Reactive power, the reason behind inefficiency and hidden costs

Most likely reactive power is causing you to pay remarkable amounts of money every month without you even realizing it. Wouldn’t you rather use energy to do productive work than heat the wires and electrical components of your installation? This is exactly the case when it comes to reactive power and power factor.

Let’s slow down a bit. First, what is reactive power?

Electrical equipment such as machines or motors consume energy. This energy is partially converted into other forms of energy like mechanical energy, thermal energy, or light. All the energy that gets converted and used effectively is what we call active, true, or real power (kW). However, the same system can absorb or produce energy that gets lost and doesn’t get converted into other types of energy. This is called reactive power (kvar) and it is necessary for the correct functioning of devices.

Reactive power creates an additional load on the cables, wires, and electrical equipment itself. Too much reactive power can cause overheating of the components which significantly shortens the lifetime of equipment. In addition, it can contribute to unintended shutdowns, power losses, blackouts, and even fines for not complying with power quality standards and regulations.

All in all, reactive power negatively affects electric efficiency and causes unnecessary energy losses, shorter lifetime of components, higher energy consumption, and other extra costs.

Let’s talk about power factor.

The combination of active and reactive power is referred to as apparent power. Power factor (PF) is the ratio of active power to apparent power.

In an ideal world, the desired power factor would be exactly 1.00, which would mean that only active power is transmitted. This is rarely the case though as most machines and motors need some amount of reactive power to operate.

So, what is still considered good power factor?

Generally, an uncorrected industrial system operates at an average power factor of 0.80, which means only 80% of delivered power is useful, active power. This is still considered good power quality however it is not totally ideal. Power factor 0.80 means an additional transmission of 25% power.

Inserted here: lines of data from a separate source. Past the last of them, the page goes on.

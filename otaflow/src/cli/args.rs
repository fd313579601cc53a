/*
 * SPDX-FileCopyrightText: 2026 otaflow contributors
 * SPDX-License-Identifier: GPL-3.0-only
 */

use std::{
    io::{self, IsTerminal},
    path::PathBuf,
    sync::atomic::{AtomicBool, Ordering},
};

use anyhow::{Context, Result};
use clap::{Args, Parser, Subcommand, ValueEnum};
use tracing::{Level, info};

use crate::{
    cli::{
        completion, device,
        menu::{FlowEnd, Menu},
        status, warning,
    },
    config::{self, Config},
    download::HttpFetcher,
    keys::{KeyProvisioner, StepResult},
    patch::PatchVariant,
    selection::BuildSelection,
    tool::ProcessRunner,
};

#[derive(Clone, Copy, Debug, Default, ValueEnum)]
pub enum LogLevel {
    Error,
    Warn,
    #[default]
    Info,
    Debug,
    Trace,
}

impl From<LogLevel> for Level {
    fn from(level: LogLevel) -> Self {
        match level {
            LogLevel::Error => Self::ERROR,
            LogLevel::Warn => Self::WARN,
            LogLevel::Info => Self::INFO,
            LogLevel::Debug => Self::DEBUG,
            LogLevel::Trace => Self::TRACE,
        }
    }
}

#[derive(Clone, Copy, Debug, Default, ValueEnum)]
pub enum LogFormat {
    /// Level and message only.
    #[default]
    Short,
    /// Also include the module path.
    Medium,
    /// Also include timestamps and thread IDs.
    Long,
}

pub fn init_logging(level: LogLevel, format: LogFormat) {
    let builder = tracing_subscriber::fmt()
        .with_writer(io::stderr)
        .with_ansi(io::stderr().is_terminal())
        .with_max_level(Level::from(level));

    match format {
        LogFormat::Short => builder.without_time().with_target(false).init(),
        LogFormat::Medium => builder.without_time().with_target(true).init(),
        LogFormat::Long => builder.with_target(true).with_thread_ids(true).init(),
    }
}

#[derive(Debug, Args)]
pub struct GlobalArgs {
    /// Path to TOML config file.
    ///
    /// All fields are optional. Missing fields use the default layout.
    #[arg(short, long, value_name = "FILE", value_parser, global = true)]
    pub config: Option<PathBuf>,

    /// Base directory for relative paths in the layout.
    #[arg(
        short,
        long,
        value_name = "DIRECTORY",
        value_parser,
        default_value = ".",
        global = true
    )]
    pub work_dir: PathBuf,

    /// Lowest log message severity to output.
    #[arg(long, value_enum, default_value_t, global = true)]
    pub log_level: LogLevel,

    /// Output format for log messages.
    #[arg(long, value_enum, default_value_t, global = true)]
    pub log_format: LogFormat,
}

/// Print the effective configuration.
#[derive(Debug, Parser)]
pub struct ConfigCli {}

#[derive(Debug, Subcommand)]
pub enum Command {
    Completion(completion::CompletionCli),
    Config(ConfigCli),
    Device(device::DeviceCli),
}

/// Download, organize, and patch factory OTA images.
///
/// Without a subcommand, the signing keys are generated if needed and then the
/// interactive selection menu is started.
#[derive(Debug, Parser)]
#[command(version)]
pub struct Cli {
    #[command(subcommand)]
    pub command: Option<Command>,

    #[command(flatten)]
    pub global: GlobalArgs,
}

fn describe(s: &BuildSelection) -> String {
    format!("{}/{}/{}/{}", s.build_type, s.device, s.version, s.id)
}

fn workflow_main(config: &Config, cancel_signal: &AtomicBool) -> Result<()> {
    let mut runner = ProcessRunner;

    let report = KeyProvisioner::new(&config.keys, &config.tools, &mut runner)
        .provision()
        .context("Failed to provision signing keys")?;

    for (artifact, result) in &report.steps {
        match result {
            StepResult::Present => {}
            StepResult::Generated => status!("Generated {artifact}"),
            StepResult::Failed(msg) => warning!("Failed to generate {artifact}: {msg}"),
            StepResult::Skipped => warning!("Skipped {artifact}: its private key is missing"),
        }
    }

    let mut fetcher = HttpFetcher::new(cancel_signal);
    let stdin = io::stdin();
    let mut input = stdin.lock();
    let mut output = io::stdout();
    let clear_screen = output.is_terminal();

    let end = Menu::new(
        config,
        &mut input,
        &mut output,
        &mut runner,
        &mut fetcher,
        cancel_signal,
    )
    .with_clear_screen(clear_screen)
    .run()?;

    match end {
        FlowEnd::AlreadyExtracted(s) | FlowEnd::InvalidUrl(s) => {
            info!("Finished without patching: {}", describe(&s));
        }
        FlowEnd::Patched {
            selection, variant, ..
        } => {
            if let PatchVariant::Preinit { partition } = variant {
                info!("Used Magisk preinit partition: {partition}");
            }
            status!("Finished patching {}", describe(&selection));
        }
    }

    Ok(())
}

fn config_main(config: &Config) -> Result<()> {
    print!("{}", config::to_toml(config)?);

    Ok(())
}

pub fn main(logging_initialized: &AtomicBool, cancel_signal: &AtomicBool) -> Result<()> {
    let cli = Cli::parse();

    init_logging(cli.global.log_level, cli.global.log_format);
    logging_initialized.store(true, Ordering::SeqCst);

    let work_dir = &cli.global.work_dir;
    let config = config::load_config(cli.global.config.as_deref())?.resolve(work_dir);

    match &cli.command {
        None => workflow_main(&config, cancel_signal),
        Some(Command::Completion(c)) => completion::completion_main(c),
        Some(Command::Config(_)) => config_main(&config),
        Some(Command::Device(c)) => device::device_main(c, &config, work_dir, cancel_signal),
    }
}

In other cases, the power factor could go as low as 0.50, and this way the system not only consumes 100% more power but the risk of potential overload and power failures becomes more and more possible as well. This eventually means even more and larger financial losses.

To sum it up, anything below power factor 0.80 should be taken care of to save on consumption, comply with power quality standards, and save money, energy, and nature. In many cases, the limit set by distribution system operators can be more strict.

What causes low power factor in the first place?

The main cause of low power factor is inductive loads. For instance, induction motors, transformers, generators, arc lamps, or electric furnaces. But also capacitive loads, variations, and underground cables.

Power Factor Correction, how to do it?

Power Factor Correction (PFC) is the term for any equipment installed into an electrical system that compensates for reactive power and improves electrical efficiency.

In some countries, the end users are charged for both active and reactive power, even though only active power is doing useful work in an electrical system. Higher reactive power and lower power factor mean more expensive electric bills to pay. Correcting the power factor reduces wasteful reactive power and this way significant money savings can be achieved. The amount of savings depends on the amount of reactive power prior to power factor correction actions.

Our PFC solution – Merus^® A2 – Active Harmonic Filter

The trustworthy Merus^® A2-Active Harmonic Filter can solve all main problems in your electrical system. One device, but many solutions to help you save energy, achieve higher productivity, decrease downtime, and extend the lifetime of devices and components.

• Power factor correction
• Voltage variation control
• Harmonic filtering
• Flicker mitigation
• Balancing power imbalance
• Load balancing in three-phase systems

Reference: Securing operations in one of the largest data centers in Asia

A large data center in Asia suffered from severe harmonic distortions caused by electrical equipment, such as LED lighting, computers, and UPS systems. After measurements, a solution of Merus^® Active Harmonic Filters was suggested and installed in 3 distribution boards parallel to the loads. Harmonic distortions are now below the allowable limits thanks to the fast response time and robust design of the Merus^® Active Harmonic Filters. The power factor was improved close to unity at 0.97-0.99. The building is now meeting power quality standards.

Merus^® Active Harmonic Filters provide a perfect solution for real-time cancellation of harmonic distortions to ensure compliance with IEEE 519, G5/4, EN 50160, and also other power quality standards and regulations. Providing higher productivity, reduced maintenance costs, and longer equipment lifetime.

Reference: Solving power quality and power factor issues in an automobile gear factory

An automobile gear factory in China was suffering from poor power factor, harmonic currents, and overall poor power quality. The solar power system connected to the factory was just further aggravating these issues. After thorough measurements, a Merus^® HPQ solution was suggested and installed into the system.

After installation, the power factor increased from 0.40 to 0.95 and the THDi reduced from 40% to <10%. The stability of the electrical system and the lifetime of the equipment increased. Overall better power quality was achieved, and the system is now also compatible with power quality standards and recommendations.

The Merus^® HPQ solution consists of a detuned capacitor bank and an active harmonic filter in an all-in-one cost-effective and economical solution. It offers better performance than traditional capacitor banks with fewer problems and reduced electric bills.